Thunderbird has been around since 2003, but it has stalled in recent years due to dwindling interest from Mozilla and limited funds. However, the project is now making a resurgence, and it might be worth your time to try Thunderbird.
Thunderbird is a cross-platform desktop email application, similar to Microsoft Outlook or Apple Mail, with excellent support for accounts like Gmail, Outlook/Hotmail, and Yahoo Mail. It also has a built-in calendar and contacts book, which can also synchronize with cloud services (such as Google Calendar), and the app has limited support for live messaging.

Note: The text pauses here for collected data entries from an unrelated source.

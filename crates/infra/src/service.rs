//! Local mutations that emit replication events.
//!
//! Every operation commits to the local store first and publishes only once
//! the commit succeeded. A publish failure is reported to the caller; the
//! local change stays committed.

use std::sync::Arc;

use chrono::Days;
use thiserror::Error;
use tracing::{info, instrument};

use shelfsync_core::{Book, Clock, DomainError, Email, Isbn, NewBook, NewUser, User};
use shelfsync_events::{
    BookBorrowed, BookDeleted, BookEntry, Broker, BrokerError, ReplicationEvent, UserCreated,
};

use crate::reconcile::{reject_surrogate_ids, SurrogateIdLeak};
use crate::repository::{BookRepository, RepositoryError, UserRepository};

/// Longest loan a patron can ask for, in days.
pub const MAX_LOAN_DAYS: u32 = 365;

#[derive(Debug, Error)]
pub enum PublishError {
    #[error("failed to encode payload: {0}")]
    Encode(#[from] serde_json::Error),

    #[error(transparent)]
    SurrogateId(#[from] SurrogateIdLeak),

    #[error(transparent)]
    Broker(#[from] BrokerError),
}

#[derive(Debug, Error)]
pub enum ServiceError {
    #[error("{entity} {key} not found")]
    NotFound { entity: &'static str, key: String },

    #[error("{entity} {key} already exists")]
    AlreadyExists { entity: &'static str, key: String },

    #[error("book {0} is not available")]
    Unavailable(Isbn),

    #[error(transparent)]
    Domain(#[from] DomainError),

    #[error(transparent)]
    Repository(#[from] RepositoryError),

    /// The local change is committed; the peer has not been told.
    #[error("committed locally but {routing_key} was not published: {source}")]
    Publish {
        routing_key: &'static str,
        #[source]
        source: PublishError,
    },
}

/// Outbound half of replication: publishes typed events on one broker client.
#[derive(Clone)]
pub struct EventPublisher {
    broker: Arc<dyn Broker>,
}

impl EventPublisher {
    pub fn new(broker: Arc<dyn Broker>) -> Self {
        Self { broker }
    }

    #[instrument(skip_all, fields(routing_key = event.routing_key()), err)]
    pub async fn publish(&self, event: &ReplicationEvent) -> Result<(), PublishError> {
        let payload = event.to_payload()?;
        reject_surrogate_ids(&payload)?;
        self.broker.publish(event.routing_key(), payload).await?;
        Ok(())
    }

    async fn publish_committed(&self, event: ReplicationEvent) -> Result<(), ServiceError> {
        self.publish(&event).await.map_err(|source| ServiceError::Publish {
            routing_key: event.routing_key(),
            source,
        })
    }
}

impl core::fmt::Debug for EventPublisher {
    fn fmt(&self, f: &mut core::fmt::Formatter<'_>) -> core::fmt::Result {
        f.debug_struct("EventPublisher").finish_non_exhaustive()
    }
}

/// Admin catalogue: the authoritative source of `books.created` and `book.deleted`.
pub struct CatalogService {
    books: Arc<dyn BookRepository>,
    publisher: EventPublisher,
}

impl CatalogService {
    pub fn new(books: Arc<dyn BookRepository>, publisher: EventPublisher) -> Self {
        Self { books, publisher }
    }

    /// Insert every entry whose ISBN is new and announce exactly those.
    ///
    /// Nothing is published when every ISBN was already catalogued.
    #[instrument(skip_all, fields(entries = entries.len()))]
    pub async fn create_books(&self, entries: Vec<BookEntry>) -> Result<Vec<Book>, ServiceError> {
        let mut created = Vec::new();
        let mut announced = Vec::new();

        for entry in entries {
            if self.books.find_by_isbn(&entry.isbn).await?.is_some() {
                continue;
            }
            let new_book = NewBook {
                isbn: entry.isbn.clone(),
                title: entry.title.clone(),
                author: entry.author.clone(),
                publisher: entry.publisher.clone(),
                category: entry.category.clone(),
                available: true,
                return_date: None,
            };
            match self.books.insert(new_book).await {
                Ok(book) => {
                    created.push(book);
                    announced.push(entry);
                }
                Err(RepositoryError::DuplicateKey { .. }) => continue,
                Err(e) => return Err(e.into()),
            }
        }

        if !announced.is_empty() {
            info!(count = announced.len(), "books catalogued");
            self.publisher
                .publish_committed(ReplicationEvent::BooksCreated(announced))
                .await?;
        }
        Ok(created)
    }

    #[instrument(skip_all, fields(isbn = %isbn))]
    pub async fn delete_book(&self, isbn: &Isbn) -> Result<Book, ServiceError> {
        let book = self.books.find_by_isbn(isbn).await?.ok_or_else(|| ServiceError::NotFound {
            entity: "book",
            key: isbn.to_string(),
        })?;

        if !self.books.delete(&book.isbn).await? {
            return Err(ServiceError::NotFound {
                entity: "book",
                key: isbn.to_string(),
            });
        }
        info!(isbn = %book.isbn, "book removed from catalogue");

        self.publisher
            .publish_committed(ReplicationEvent::BookDeleted(BookDeleted {
                isbn: book.isbn.clone(),
            }))
            .await?;
        Ok(book)
    }
}

/// Frontend circulation: enrolment and loans, the source of `user.created`
/// and `book.borrowed`.
pub struct CirculationService {
    books: Arc<dyn BookRepository>,
    users: Arc<dyn UserRepository>,
    clock: Arc<dyn Clock>,
    publisher: EventPublisher,
}

impl CirculationService {
    pub fn new(
        books: Arc<dyn BookRepository>,
        users: Arc<dyn UserRepository>,
        clock: Arc<dyn Clock>,
        publisher: EventPublisher,
    ) -> Self {
        Self {
            books,
            users,
            clock,
            publisher,
        }
    }

    #[instrument(skip_all, fields(email = %email))]
    pub async fn enroll_user(
        &self,
        email: Email,
        firstname: &str,
        lastname: &str,
    ) -> Result<User, ServiceError> {
        let (firstname, lastname) = (firstname.trim(), lastname.trim());
        if firstname.is_empty() || lastname.is_empty() {
            return Err(DomainError::validation("firstname and lastname are required").into());
        }
        if self.users.find_by_email(&email).await?.is_some() {
            return Err(already_exists("user", &email));
        }

        let user = self
            .users
            .insert(NewUser {
                email: email.clone(),
                firstname: firstname.to_string(),
                lastname: lastname.to_string(),
                created_at: self.clock.now(),
            })
            .await
            .map_err(|e| match e {
                RepositoryError::DuplicateKey { .. } => already_exists("user", &email),
                other => other.into(),
            })?;
        info!(email = %user.email, "user enrolled");

        self.publisher
            .publish_committed(ReplicationEvent::UserCreated(UserCreated {
                email: user.email.clone(),
                firstname: user.firstname.clone(),
                lastname: user.lastname.clone(),
            }))
            .await?;
        Ok(user)
    }

    /// Lend `isbn` to `email` for `days` days starting today.
    #[instrument(skip_all, fields(isbn = %isbn, email = %email, days = days))]
    pub async fn borrow_book(&self, isbn: &Isbn, email: &Email, days: u32) -> Result<Book, ServiceError> {
        if !(1..=MAX_LOAN_DAYS).contains(&days) {
            return Err(DomainError::validation(format!(
                "loan length must be between 1 and {MAX_LOAN_DAYS} days, got {days}"
            ))
            .into());
        }

        let user = self.users.find_by_email(email).await?.ok_or_else(|| ServiceError::NotFound {
            entity: "user",
            key: email.to_string(),
        })?;
        let book = self.books.find_by_isbn(isbn).await?.ok_or_else(|| ServiceError::NotFound {
            entity: "book",
            key: isbn.to_string(),
        })?;
        if !book.available {
            return Err(ServiceError::Unavailable(book.isbn));
        }

        let return_date = self
            .clock
            .today()
            .checked_add_days(Days::new(u64::from(days)))
            .ok_or_else(|| DomainError::validation("return date out of range"))?;

        // A concurrent borrow may have taken the book since the lookup above.
        let isbn = book.isbn;
        let book = self
            .books
            .lend(&isbn, return_date)
            .await?
            .ok_or_else(|| ServiceError::Unavailable(isbn.clone()))?;
        info!(isbn = %book.isbn, email = %user.email, %return_date, "book lent");

        self.publisher
            .publish_committed(ReplicationEvent::BookBorrowed(BookBorrowed {
                book_isbn: book.isbn.clone(),
                user_email: user.email.clone(),
                return_date,
            }))
            .await?;
        Ok(book)
    }
}

fn already_exists(entity: &'static str, key: &impl core::fmt::Display) -> ServiceError {
    ServiceError::AlreadyExists {
        entity,
        key: key.to_string(),
    }
}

The Thunderbird team revealed its plans for version 102 in a blog post earlier this month, with the update expected to arrive by the end of June 2022. The address book will have a refreshed design, with related information divided into cards for easier reading. Thunderbird is also working on a new (optional) ‘Spaces Toolbar’, which acts like a tab bar for all of the app’s features, similar to Outlook on the web. The account setup process and import/export wizard are being revamped, too, and there’s early support for Matrix messaging directly in Thunderbird.
Thunderbird’s developers have also been answering questions and feature requests, though many of the planned improvements won’t show up for many months. Color-coding for emails is expected to arrive in Thunderbird v114, a universal font size setting is in the works, and some icons are being updated. There’s even an Android app in development.
Mozilla originally created Thunderbird alongside the Firefox web browser, with both applications serving as a replacement for the older Mozilla Suite. However, Thunderbird started to decline after Mozilla moved some of its developers to other projects in 2012, and then cut off most funding in 2015 — leaving Thunderbird’s future entirely up to independent donations.
Thankfully, Thunderbird’s future is starting to look bright again. Mozilla moved the project to a new for-profit corporate entity in 2020, known as MZLA Technologies Corporation, and user donations increased by 21% in 2021. The new structure and increased funding has led to a hiring spree — Thunderbird said “we’ve been rapidly expanding our team” in the blog post — which means faster development for the email client.
Most of the exciting improvements haven’t been rolled out yet, but now is a great time to give Thunderbird a try, especially if you’re tired of the resource-heavy Electron desktop mail apps (like Spark) that have increasingly become more popular. The team is also accepting donations, so it can continue hiring more developers and other staff.